Instructions for the task:
Search the records below for the word "that" and show every line where it occurs.
___ Records provided
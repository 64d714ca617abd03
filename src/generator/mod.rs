//! # Generator Module
//!
//! Synthesizes Rust source for every user type in a [`Design`].
//!
//! ## Overview
//!
//! Each user type `Foo` becomes two structs and their methods:
//!
//! - **`FooPrivate`** - every field optional; the shape data is decoded into.
//!   It provides `validate()`, `finalize()` (fills in defaults) and
//!   `publicize()` (builds `Foo`)
//! - **`Foo`** - required and defaulted fields hold values directly. It
//!   provides `validate()`, and projected types also get one struct per view
//!   with `as_<view>_view()` and `project()`
//!
//! Declared transforms become free functions converting one public type
//! into another.
//!
//! ## Architecture
//!
//! ```text
//! Design → Synthesizers → Block IR → Block::render → askama module template
//! ```
//!
//! 1. **Synthesizers** ([`ValidationSynthesizer`], [`FinalizerSynthesizer`],
//!    [`PublicizerSynthesizer`], [`TypeTransformSynthesizer`],
//!    [`ProjectorSynthesizer`]) walk the attribute graph and emit [`Block`]s
//! 2. **Rendering** turns blocks into indented text
//! 3. **Templates** lay structs, impls and functions out into one module
//!
//! Named types are never expanded into their referrers: a field of type
//! `Bar` calls `Bar`'s own generated method. Recursion between types stays
//! recursion between generated functions.
//!
//! ## Usage
//!
//! ```rust,ignore
//! use attrgen::config::GeneratorConfig;
//! use attrgen::design::load_design;
//! use attrgen::generator::generate;
//!
//! # fn main() -> anyhow::Result<()> {
//! let design = load_design("design.yaml".as_ref())?;
//! let module = generate(&design, &GeneratorConfig::default())?;
//! std::fs::write("types.rs", module.source)?;
//! # Ok(())
//! # }
//! ```

use std::collections::BTreeSet;
use std::fs;
use std::path::Path;

use anyhow::Context as _;
use tracing::{debug, info};

use crate::config::GeneratorConfig;
use crate::design::{load_design, print_issues, Design, DesignError, Kind, UserType};

pub mod code;
pub mod finalizer;
mod literal;
pub mod naming;
pub mod projector;
pub mod publicizer;
mod reach;
pub mod templates;
pub mod transform;
pub mod types;
pub mod validation;

pub use code::{Block, Stmt, TempVars};
pub use finalizer::FinalizerSynthesizer;
pub use naming::{resolve, snake_case};
use naming::snake_words;
pub use projector::ProjectorSynthesizer;
pub use publicizer::PublicizerSynthesizer;
pub use templates::{render_module, ImplRender, MethodRender, ModuleTemplateData};
pub use transform::{TransformFunction, TransformHelper, TransformOutput, TypeTransformSynthesizer};
pub use types::{FieldDef, Representation, TypeDefinition};
pub use validation::ValidationSynthesizer;

/// Errors raised while synthesizing code.
///
/// Every variant is fatal to the call that raised it; no partial output is
/// produced.
#[derive(Debug, thiserror::Error)]
pub enum SynthError {
    #[error("unknown type {0:?}")]
    UnknownType(String),
    #[error("type {type_name:?} has no view {view:?}")]
    UnknownView { type_name: String, view: String },
    #[error("type {0:?} is not an object")]
    NotAnObject(String),
    #[error("invalid metadata transform key: missing value on attribute {field} of {context}")]
    MissingTransformKey { field: String, context: String },
    #[error("{source_path} is {source_kind} but {target_path} is {target_kind}")]
    Incompatible {
        source_path: String,
        source_kind: Kind,
        target_path: String,
        target_kind: Kind,
    },
    #[error("default value at {0} does not match its type")]
    InvalidDefault(String),
    #[error("inline object needs an owner path to name its struct")]
    MissingOwner,
    #[error("invalid design: {0} issue(s)")]
    InvalidDesign(usize),
    #[error("failed to render module: {0}")]
    Render(#[from] askama::Error),
}

impl From<DesignError> for SynthError {
    fn from(err: DesignError) -> Self {
        match err {
            DesignError::UnknownType(name) => SynthError::UnknownType(name),
            DesignError::NotAnObject(name) => SynthError::NotAnObject(name),
            DesignError::Invalid(issues) => SynthError::InvalidDesign(issues.len()),
        }
    }
}

/// Shared, read-only inputs of every synthesizer.
#[derive(Debug, Clone, Copy)]
pub struct Context<'a> {
    pub design: &'a Design,
    pub config: &'a GeneratorConfig,
}

impl<'a> Context<'a> {
    #[must_use]
    pub fn new(design: &'a Design, config: &'a GeneratorConfig) -> Self {
        Context { design, config }
    }
}

/// A rendered module and what went into it.
#[derive(Debug, Clone, PartialEq)]
pub struct GeneratedModule {
    pub source: String,
    pub type_count: usize,
    pub transform_count: usize,
}

const METHOD_DEPTH: usize = 2;
const FUNCTION_DEPTH: usize = 1;

/// Render `block` as a function body, followed by an optional tail
/// expression.
fn body(block: &Block, tail: Option<&str>, depth: usize) -> String {
    let mut out = block.render(depth);
    if let Some(tail) = tail {
        out.push_str(&"    ".repeat(depth));
        out.push_str(tail);
        out.push('\n');
    }
    out
}

fn validate_method(ctx: Context<'_>, user_type: &UserType, rep: Representation) -> Result<MethodRender, SynthError> {
    let rt = &ctx.config.runtime_path;
    let checks = ValidationSynthesizer::new(ctx, rep).synthesize(
        &user_type.attribute,
        "self",
        &user_type.name,
        0,
    )?;
    let text = if checks.is_empty() {
        body(&Block::new(), Some("Ok(())"), METHOD_DEPTH)
    } else {
        let mut block = Block::new();
        block.let_mut(validation::ERRORS_VAR, format!("{rt}::ValidationErrors::new()"));
        block.extend(checks);
        body(&block, Some(&format!("{}.into_result()", validation::ERRORS_VAR)), METHOD_DEPTH)
    };
    Ok(MethodRender {
        doc: vec!["Checks every validation rule, reporting all violations.".to_string()],
        signature: format!("pub fn validate(&self) -> Result<(), {rt}::ValidationErrors>"),
        body: text,
    })
}

fn private_impl(ctx: Context<'_>, user_type: &UserType) -> Result<ImplRender, SynthError> {
    let public = ctx.struct_name(&user_type.name, Representation::Public);
    let finalize = FinalizerSynthesizer::new(ctx)
        .with_owner(&user_type.name)
        .synthesize(&user_type.attribute, "self", 0)?;
    let publicize = PublicizerSynthesizer::new(ctx)
        .with_owner(&user_type.name)
        .synthesize_type(user_type)?;
    Ok(ImplRender {
        type_name: ctx.struct_name(&user_type.name, Representation::Private),
        methods: vec![
            validate_method(ctx, user_type, Representation::Private)?,
            MethodRender {
                doc: vec!["Sets unset fields that declare a default.".to_string()],
                signature: "pub fn finalize(&mut self)".to_string(),
                body: body(&finalize, None, METHOD_DEPTH),
            },
            MethodRender {
                doc: vec![format!("Converts into [`{public}`]; call after `validate` and `finalize`.")],
                signature: format!("pub fn publicize(&self) -> {public}"),
                body: body(&publicize, Some("target"), METHOD_DEPTH),
            },
        ],
    })
}

fn public_impl(ctx: Context<'_>, user_type: &UserType) -> Result<ImplRender, SynthError> {
    let mut methods = vec![validate_method(ctx, user_type, Representation::Public)?];
    let projector = ProjectorSynthesizer::new(ctx);
    for view in &user_type.views {
        let block = projector.synthesize_method(user_type, &view.name)?;
        methods.push(MethodRender {
            doc: vec![format!("Projects onto the `{}` view.", view.name)],
            signature: format!(
                "pub fn as_{}_view(&self) -> {}",
                snake_words(&view.name),
                ctx.view_struct_name(&user_type.name, &view.name)
            ),
            body: body(&block, Some("target"), METHOD_DEPTH),
        });
    }
    if let Some(view) = user_type.default_view() {
        methods.push(MethodRender {
            doc: vec!["Projects onto the default view.".to_string()],
            signature: format!(
                "pub fn project(&self) -> {}",
                ctx.view_struct_name(&user_type.name, &view.name)
            ),
            body: body(
                &Block::new(),
                Some(&format!("self.as_{}_view()", snake_words(&view.name))),
                METHOD_DEPTH,
            ),
        });
    }
    Ok(ImplRender {
        type_name: ctx.struct_name(&user_type.name, Representation::Public),
        methods,
    })
}

/// Synthesize the module for every type and transform in `design`.
///
/// The design is assumed to have passed [`Design::validate`]; references it
/// failed to resolve surface here as [`SynthError`]s.
///
/// # Errors
///
/// Returns the first synthesis error met, or a template rendering error.
pub fn generate(design: &Design, config: &GeneratorConfig) -> Result<GeneratedModule, SynthError> {
    let ctx = Context::new(design, config);
    let mut structs = Vec::new();
    let mut impls = Vec::new();
    let mut type_count = 0;

    for user_type in design.types() {
        debug!(type_name = %user_type.name, views = user_type.views.len(), "synthesizing type");
        structs.extend(ctx.definitions(user_type, Representation::Private)?);
        structs.extend(ctx.definitions(user_type, Representation::Public)?);
        structs.extend(ctx.view_definitions(user_type)?);
        impls.push(private_impl(ctx, user_type)?);
        impls.push(public_impl(ctx, user_type)?);
        type_count += 1;
    }

    let synthesizer = TypeTransformSynthesizer::new(ctx);
    let declared = design
        .transforms()
        .iter()
        .map(|decl| synthesizer.synthesize_function(decl))
        .collect::<Result<Vec<_>, _>>()?;
    let mut emitted: BTreeSet<String> = declared.iter().map(|f| f.name.clone()).collect();
    let mut functions = Vec::new();
    let mut helpers = Vec::new();
    for function in &declared {
        debug!(function = %function.name, helpers = function.helpers.len(), "synthesized transform");
        functions.push(MethodRender {
            doc: vec![format!(
                "Converts [`{}`] into [`{}`].",
                function.source_type, function.target_type
            )],
            signature: format!(
                "pub fn {}(source: &{}) -> {}",
                function.name, function.source_type, function.target_type
            ),
            body: body(&function.body, Some("target"), FUNCTION_DEPTH),
        });
        for helper in &function.helpers {
            if emitted.insert(helper.name.clone()) {
                helpers.push(MethodRender {
                    doc: Vec::new(),
                    signature: format!(
                        "fn {}(source: &{}) -> {}",
                        helper.name, helper.source_type, helper.target_type
                    ),
                    body: body(&helper.body, Some("target"), FUNCTION_DEPTH),
                });
            }
        }
    }
    functions.extend(helpers);

    let data = ModuleTemplateData {
        header_lines: config.header.iter().cloned().collect(),
        derive_serde: config.derive_serde,
        structs,
        impls,
        functions,
    };
    let source = render_module(&data)?;
    info!(
        types = type_count,
        transforms = declared.len(),
        bytes = source.len(),
        "generated module"
    );
    Ok(GeneratedModule {
        source,
        type_count,
        transform_count: declared.len(),
    })
}

/// Load the design at `design_path`, check it, generate the module and write
/// it to `output` when given.
///
/// Nothing is written unless generation succeeds.
///
/// # Errors
///
/// Returns an error if the design cannot be loaded, has error-level issues,
/// fails to synthesize, or the output cannot be written.
pub fn write_module(
    design_path: &Path,
    output: Option<&Path>,
    config: &GeneratorConfig,
) -> anyhow::Result<GeneratedModule> {
    let design = load_design(design_path)?;
    match design.validate() {
        Ok(warnings) => print_issues(&warnings),
        Err(DesignError::Invalid(issues)) => {
            print_issues(&issues);
            let errors = issues.iter().filter(|i| i.is_error()).count();
            anyhow::bail!("design {} has {errors} error(s)", design_path.display());
        }
        Err(err) => return Err(err.into()),
    }

    let module = generate(&design, config)
        .with_context(|| format!("Failed to generate code for {}", design_path.display()))?;

    if let Some(output) = output {
        if let Some(parent) = output.parent().filter(|p| !p.as_os_str().is_empty()) {
            fs::create_dir_all(parent)
                .with_context(|| format!("Failed to create directory {}", parent.display()))?;
        }
        fs::write(output, &module.source)
            .with_context(|| format!("Failed to write {}", output.display()))?;
        info!(path = %output.display(), bytes = module.source.len(), "wrote module");
    }
    Ok(module)
}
______
Completed exercise:
/// Every variant is fatal to the call that raised it; no partial output is
                doc: vec!["Sets unset fields that declare a default.".to_string()],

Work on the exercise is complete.